== DATA ==

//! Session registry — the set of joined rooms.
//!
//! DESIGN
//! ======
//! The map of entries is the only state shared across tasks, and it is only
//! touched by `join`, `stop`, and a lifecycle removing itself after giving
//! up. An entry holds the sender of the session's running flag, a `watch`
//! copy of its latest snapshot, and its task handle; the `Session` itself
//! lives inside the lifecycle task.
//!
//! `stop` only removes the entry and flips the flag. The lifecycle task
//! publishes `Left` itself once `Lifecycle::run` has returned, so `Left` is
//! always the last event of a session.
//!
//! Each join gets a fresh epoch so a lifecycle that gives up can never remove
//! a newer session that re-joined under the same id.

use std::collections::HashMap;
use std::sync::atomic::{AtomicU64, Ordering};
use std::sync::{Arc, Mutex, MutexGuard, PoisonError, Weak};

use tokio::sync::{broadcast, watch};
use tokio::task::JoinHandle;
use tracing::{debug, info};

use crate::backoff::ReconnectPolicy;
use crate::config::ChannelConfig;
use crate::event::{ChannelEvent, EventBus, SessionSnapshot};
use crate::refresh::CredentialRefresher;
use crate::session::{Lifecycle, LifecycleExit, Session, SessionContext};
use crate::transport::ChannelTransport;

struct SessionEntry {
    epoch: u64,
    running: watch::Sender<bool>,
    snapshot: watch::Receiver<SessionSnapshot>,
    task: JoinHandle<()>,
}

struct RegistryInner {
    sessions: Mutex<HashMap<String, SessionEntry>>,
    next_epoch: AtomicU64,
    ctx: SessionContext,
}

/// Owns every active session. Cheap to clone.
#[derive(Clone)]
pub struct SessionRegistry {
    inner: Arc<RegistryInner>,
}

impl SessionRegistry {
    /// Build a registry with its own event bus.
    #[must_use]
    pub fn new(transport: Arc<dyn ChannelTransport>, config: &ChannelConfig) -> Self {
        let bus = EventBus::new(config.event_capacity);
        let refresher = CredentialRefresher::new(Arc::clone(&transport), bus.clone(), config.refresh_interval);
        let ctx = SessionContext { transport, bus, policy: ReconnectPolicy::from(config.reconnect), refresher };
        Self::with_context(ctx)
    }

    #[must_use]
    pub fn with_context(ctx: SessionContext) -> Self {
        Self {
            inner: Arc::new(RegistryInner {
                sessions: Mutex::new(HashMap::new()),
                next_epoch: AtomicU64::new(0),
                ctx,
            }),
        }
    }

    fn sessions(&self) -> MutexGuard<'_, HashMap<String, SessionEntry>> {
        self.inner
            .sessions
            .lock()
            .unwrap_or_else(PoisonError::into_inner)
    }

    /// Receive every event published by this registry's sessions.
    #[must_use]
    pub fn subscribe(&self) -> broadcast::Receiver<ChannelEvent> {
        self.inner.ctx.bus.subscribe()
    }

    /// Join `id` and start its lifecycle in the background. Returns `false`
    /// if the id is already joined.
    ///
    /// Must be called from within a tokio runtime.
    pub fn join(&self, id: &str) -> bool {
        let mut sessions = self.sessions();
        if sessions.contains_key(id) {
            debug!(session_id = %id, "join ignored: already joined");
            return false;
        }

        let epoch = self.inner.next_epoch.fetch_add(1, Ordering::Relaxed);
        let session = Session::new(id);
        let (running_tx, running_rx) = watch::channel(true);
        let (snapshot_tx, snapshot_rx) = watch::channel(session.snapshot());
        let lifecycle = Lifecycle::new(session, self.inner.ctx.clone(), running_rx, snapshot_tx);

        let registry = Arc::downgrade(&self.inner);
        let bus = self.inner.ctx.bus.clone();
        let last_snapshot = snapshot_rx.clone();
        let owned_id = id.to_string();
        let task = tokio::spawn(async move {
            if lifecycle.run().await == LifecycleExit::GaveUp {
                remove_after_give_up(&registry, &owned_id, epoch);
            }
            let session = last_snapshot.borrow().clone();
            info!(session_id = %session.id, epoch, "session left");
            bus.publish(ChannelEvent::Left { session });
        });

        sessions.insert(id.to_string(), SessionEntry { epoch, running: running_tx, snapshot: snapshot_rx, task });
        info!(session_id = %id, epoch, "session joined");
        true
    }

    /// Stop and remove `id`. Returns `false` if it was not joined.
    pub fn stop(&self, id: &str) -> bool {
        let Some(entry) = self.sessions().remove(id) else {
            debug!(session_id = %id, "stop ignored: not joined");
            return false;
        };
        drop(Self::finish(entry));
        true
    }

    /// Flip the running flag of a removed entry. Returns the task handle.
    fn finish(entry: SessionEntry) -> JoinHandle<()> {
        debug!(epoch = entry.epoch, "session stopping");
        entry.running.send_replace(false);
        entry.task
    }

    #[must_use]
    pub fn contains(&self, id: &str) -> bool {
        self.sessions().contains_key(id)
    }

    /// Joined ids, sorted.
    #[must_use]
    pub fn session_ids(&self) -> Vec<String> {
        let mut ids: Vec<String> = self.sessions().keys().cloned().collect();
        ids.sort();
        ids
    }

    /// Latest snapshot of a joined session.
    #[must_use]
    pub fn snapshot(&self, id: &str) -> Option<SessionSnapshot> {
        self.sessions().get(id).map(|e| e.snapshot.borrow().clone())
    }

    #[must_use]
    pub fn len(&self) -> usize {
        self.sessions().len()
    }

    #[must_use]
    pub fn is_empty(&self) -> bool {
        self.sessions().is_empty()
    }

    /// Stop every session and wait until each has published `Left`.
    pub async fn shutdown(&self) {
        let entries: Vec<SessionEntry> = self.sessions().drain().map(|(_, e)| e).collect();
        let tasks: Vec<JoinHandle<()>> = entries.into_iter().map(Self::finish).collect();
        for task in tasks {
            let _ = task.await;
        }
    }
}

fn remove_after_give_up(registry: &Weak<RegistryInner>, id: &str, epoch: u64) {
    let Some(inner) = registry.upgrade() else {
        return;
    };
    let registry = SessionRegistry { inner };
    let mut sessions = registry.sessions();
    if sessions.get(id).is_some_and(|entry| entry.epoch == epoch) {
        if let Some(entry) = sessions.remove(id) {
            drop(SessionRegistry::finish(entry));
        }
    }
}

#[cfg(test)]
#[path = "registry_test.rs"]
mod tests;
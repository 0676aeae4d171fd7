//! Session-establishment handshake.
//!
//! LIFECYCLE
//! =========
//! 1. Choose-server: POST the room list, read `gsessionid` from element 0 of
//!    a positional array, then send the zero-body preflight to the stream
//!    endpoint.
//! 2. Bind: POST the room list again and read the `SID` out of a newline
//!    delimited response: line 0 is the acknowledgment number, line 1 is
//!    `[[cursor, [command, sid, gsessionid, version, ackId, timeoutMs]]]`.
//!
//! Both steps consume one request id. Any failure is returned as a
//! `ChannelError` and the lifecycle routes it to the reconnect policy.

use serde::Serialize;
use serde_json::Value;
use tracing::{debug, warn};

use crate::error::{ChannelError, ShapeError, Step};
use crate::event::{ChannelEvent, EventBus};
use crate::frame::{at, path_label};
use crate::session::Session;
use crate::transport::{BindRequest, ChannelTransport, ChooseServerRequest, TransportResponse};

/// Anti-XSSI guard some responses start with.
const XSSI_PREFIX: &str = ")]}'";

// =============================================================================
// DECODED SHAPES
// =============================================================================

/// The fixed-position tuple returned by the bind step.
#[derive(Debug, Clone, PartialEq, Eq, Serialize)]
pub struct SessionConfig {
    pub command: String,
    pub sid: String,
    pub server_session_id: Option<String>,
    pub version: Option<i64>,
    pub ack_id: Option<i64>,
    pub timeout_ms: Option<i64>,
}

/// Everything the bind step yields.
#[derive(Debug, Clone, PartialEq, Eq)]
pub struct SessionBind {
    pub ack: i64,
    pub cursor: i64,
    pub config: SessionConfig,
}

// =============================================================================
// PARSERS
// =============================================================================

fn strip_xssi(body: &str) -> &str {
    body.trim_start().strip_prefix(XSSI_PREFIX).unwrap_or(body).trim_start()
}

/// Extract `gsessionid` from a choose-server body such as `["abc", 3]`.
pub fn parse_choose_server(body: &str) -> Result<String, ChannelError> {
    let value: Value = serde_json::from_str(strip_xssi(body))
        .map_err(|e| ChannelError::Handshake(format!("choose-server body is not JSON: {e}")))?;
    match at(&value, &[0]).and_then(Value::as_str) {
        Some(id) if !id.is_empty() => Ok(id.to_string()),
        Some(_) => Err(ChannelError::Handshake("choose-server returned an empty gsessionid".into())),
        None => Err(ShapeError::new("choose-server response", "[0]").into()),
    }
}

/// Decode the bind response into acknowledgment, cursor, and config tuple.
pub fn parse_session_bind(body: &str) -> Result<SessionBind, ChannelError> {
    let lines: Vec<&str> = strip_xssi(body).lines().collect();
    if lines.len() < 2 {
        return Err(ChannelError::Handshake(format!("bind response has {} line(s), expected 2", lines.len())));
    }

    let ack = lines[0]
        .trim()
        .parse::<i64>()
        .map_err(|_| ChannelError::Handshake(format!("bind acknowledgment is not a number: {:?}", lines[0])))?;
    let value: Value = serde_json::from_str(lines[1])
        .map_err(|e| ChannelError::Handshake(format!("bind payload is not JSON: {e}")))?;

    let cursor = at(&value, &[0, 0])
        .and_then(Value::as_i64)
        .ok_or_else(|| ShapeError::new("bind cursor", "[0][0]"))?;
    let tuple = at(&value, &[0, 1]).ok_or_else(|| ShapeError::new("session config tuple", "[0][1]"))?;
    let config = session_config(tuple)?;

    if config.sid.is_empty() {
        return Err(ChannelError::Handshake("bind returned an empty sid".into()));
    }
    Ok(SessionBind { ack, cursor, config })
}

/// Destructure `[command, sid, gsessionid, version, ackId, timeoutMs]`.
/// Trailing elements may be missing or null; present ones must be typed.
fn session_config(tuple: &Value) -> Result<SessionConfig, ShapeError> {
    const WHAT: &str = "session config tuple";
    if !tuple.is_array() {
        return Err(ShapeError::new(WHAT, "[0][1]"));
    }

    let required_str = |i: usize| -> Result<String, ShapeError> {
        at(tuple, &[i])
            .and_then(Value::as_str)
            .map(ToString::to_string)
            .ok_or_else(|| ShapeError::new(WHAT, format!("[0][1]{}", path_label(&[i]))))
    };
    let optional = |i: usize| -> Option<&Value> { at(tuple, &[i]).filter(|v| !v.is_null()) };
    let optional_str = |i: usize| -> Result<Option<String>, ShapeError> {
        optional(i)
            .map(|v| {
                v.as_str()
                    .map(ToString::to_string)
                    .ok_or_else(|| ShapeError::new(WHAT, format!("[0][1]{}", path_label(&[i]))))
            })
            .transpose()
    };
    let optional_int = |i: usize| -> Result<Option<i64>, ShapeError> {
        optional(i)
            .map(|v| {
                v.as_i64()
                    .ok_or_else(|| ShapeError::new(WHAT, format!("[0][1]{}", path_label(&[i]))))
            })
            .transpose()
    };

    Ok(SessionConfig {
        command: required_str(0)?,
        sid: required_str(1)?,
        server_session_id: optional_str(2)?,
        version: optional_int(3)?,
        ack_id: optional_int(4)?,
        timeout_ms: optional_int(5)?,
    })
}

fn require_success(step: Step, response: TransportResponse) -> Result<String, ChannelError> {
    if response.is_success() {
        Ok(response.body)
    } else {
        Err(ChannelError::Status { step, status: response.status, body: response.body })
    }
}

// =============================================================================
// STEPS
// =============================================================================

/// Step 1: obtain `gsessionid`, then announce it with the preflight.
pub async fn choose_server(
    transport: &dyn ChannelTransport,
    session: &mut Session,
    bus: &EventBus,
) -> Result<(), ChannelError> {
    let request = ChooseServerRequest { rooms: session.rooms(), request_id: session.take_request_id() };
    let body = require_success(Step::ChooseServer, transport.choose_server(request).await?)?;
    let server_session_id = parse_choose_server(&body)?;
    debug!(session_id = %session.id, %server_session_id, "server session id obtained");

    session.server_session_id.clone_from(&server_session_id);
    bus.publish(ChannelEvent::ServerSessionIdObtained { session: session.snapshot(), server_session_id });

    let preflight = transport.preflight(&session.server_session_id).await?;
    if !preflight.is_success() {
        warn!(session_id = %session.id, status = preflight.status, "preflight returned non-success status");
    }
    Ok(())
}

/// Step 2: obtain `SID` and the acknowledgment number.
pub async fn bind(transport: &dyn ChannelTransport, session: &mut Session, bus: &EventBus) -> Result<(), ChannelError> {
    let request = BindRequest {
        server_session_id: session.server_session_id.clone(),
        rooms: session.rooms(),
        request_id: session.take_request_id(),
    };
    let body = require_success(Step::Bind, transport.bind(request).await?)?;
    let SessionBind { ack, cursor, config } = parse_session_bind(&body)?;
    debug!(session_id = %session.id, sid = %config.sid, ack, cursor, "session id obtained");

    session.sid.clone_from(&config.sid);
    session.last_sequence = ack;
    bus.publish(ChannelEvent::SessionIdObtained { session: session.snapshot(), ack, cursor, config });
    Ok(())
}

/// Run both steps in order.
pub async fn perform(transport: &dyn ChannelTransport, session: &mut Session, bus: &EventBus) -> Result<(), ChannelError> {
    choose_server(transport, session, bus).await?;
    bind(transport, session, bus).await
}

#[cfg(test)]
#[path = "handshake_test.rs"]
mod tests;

===
== DATA ==

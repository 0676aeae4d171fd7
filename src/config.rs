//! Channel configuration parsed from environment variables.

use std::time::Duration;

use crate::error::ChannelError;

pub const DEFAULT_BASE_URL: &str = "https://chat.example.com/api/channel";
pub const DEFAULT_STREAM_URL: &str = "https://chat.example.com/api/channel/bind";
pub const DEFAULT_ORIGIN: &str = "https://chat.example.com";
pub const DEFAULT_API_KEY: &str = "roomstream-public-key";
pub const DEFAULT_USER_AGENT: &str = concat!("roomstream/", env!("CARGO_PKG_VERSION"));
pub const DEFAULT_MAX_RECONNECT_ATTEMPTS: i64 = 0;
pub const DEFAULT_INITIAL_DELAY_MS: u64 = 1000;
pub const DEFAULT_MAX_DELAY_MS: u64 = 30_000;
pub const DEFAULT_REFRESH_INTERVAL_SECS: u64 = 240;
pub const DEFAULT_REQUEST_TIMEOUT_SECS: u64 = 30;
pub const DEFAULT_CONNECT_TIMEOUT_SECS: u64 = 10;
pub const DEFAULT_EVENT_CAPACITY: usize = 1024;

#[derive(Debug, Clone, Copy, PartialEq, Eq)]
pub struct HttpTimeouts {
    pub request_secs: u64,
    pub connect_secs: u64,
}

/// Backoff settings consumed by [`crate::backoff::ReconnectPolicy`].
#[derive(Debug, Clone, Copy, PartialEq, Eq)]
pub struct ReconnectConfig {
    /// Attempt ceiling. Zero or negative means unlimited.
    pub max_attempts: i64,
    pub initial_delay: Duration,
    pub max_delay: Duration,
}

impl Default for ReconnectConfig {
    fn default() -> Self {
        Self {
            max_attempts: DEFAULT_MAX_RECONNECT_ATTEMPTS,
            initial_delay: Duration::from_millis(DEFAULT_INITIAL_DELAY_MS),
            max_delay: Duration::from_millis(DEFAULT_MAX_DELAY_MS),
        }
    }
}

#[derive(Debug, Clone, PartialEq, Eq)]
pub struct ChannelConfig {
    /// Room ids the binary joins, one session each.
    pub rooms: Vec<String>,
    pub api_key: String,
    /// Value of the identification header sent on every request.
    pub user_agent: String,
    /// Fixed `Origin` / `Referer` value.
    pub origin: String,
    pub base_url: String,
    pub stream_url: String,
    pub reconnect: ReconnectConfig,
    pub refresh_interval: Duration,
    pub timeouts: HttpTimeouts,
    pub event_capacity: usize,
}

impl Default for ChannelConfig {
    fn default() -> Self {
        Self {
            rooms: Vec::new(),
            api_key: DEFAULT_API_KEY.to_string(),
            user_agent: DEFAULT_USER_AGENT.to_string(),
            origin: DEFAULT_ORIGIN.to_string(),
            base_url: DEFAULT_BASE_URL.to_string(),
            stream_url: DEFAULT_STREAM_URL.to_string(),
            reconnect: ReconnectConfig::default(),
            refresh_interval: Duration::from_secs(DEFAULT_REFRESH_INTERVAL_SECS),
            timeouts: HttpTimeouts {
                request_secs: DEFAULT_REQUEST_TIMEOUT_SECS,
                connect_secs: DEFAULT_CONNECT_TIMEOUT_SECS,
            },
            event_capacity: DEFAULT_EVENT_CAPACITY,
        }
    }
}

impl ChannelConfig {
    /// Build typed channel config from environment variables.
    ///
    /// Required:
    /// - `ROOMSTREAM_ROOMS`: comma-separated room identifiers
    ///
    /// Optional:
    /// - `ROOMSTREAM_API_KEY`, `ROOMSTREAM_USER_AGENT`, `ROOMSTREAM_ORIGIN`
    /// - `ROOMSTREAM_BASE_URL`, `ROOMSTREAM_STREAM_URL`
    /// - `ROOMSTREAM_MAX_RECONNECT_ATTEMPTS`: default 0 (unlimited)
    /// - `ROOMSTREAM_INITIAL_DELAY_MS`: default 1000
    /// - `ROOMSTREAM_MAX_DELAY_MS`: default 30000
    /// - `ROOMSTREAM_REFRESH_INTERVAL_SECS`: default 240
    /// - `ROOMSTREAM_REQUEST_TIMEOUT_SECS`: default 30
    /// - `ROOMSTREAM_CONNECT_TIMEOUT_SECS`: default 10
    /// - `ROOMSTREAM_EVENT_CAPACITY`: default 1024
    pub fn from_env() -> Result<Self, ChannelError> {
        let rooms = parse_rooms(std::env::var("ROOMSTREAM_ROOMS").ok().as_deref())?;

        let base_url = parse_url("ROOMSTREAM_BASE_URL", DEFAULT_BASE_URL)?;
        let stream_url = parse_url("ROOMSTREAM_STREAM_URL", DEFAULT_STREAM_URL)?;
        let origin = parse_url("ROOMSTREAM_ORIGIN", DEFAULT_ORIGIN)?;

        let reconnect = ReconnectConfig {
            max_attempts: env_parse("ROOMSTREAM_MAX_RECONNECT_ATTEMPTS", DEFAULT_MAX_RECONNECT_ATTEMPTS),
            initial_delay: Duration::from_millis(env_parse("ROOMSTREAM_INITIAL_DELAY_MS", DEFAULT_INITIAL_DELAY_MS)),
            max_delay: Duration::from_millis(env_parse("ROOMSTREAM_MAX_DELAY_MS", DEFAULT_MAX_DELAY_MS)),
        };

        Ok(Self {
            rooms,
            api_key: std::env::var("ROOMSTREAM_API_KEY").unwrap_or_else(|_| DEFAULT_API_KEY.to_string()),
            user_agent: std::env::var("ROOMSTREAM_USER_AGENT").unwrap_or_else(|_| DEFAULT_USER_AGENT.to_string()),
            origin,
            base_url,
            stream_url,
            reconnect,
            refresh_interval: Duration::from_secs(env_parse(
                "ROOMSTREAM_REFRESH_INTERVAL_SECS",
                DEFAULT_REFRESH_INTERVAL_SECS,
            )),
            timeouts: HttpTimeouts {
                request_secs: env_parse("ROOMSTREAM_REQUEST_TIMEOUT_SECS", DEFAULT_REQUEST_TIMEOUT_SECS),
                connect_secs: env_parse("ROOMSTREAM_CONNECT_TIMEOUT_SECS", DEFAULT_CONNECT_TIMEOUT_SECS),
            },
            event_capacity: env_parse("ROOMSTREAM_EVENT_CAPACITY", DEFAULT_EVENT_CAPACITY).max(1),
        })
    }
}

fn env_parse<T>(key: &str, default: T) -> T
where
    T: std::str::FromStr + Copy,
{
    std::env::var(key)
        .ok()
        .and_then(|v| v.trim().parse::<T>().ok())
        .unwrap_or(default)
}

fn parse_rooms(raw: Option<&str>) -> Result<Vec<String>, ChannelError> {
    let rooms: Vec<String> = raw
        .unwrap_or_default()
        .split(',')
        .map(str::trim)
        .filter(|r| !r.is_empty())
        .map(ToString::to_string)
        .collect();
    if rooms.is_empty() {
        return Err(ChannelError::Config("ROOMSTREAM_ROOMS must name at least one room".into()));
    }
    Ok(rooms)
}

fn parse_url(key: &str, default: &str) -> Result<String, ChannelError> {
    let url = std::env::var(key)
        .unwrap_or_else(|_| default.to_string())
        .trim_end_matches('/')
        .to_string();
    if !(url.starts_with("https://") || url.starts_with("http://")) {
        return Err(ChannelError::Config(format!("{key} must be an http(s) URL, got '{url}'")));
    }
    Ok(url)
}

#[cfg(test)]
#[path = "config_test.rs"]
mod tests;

===

(WORK TO COMPLETE): Each line that mentions the string "borrow" must be copied from the listing.

(SOLUTION):
            let session = last_snapshot.borrow().clone();
        self.sessions().get(id).map(|e| e.snapshot.borrow().clone())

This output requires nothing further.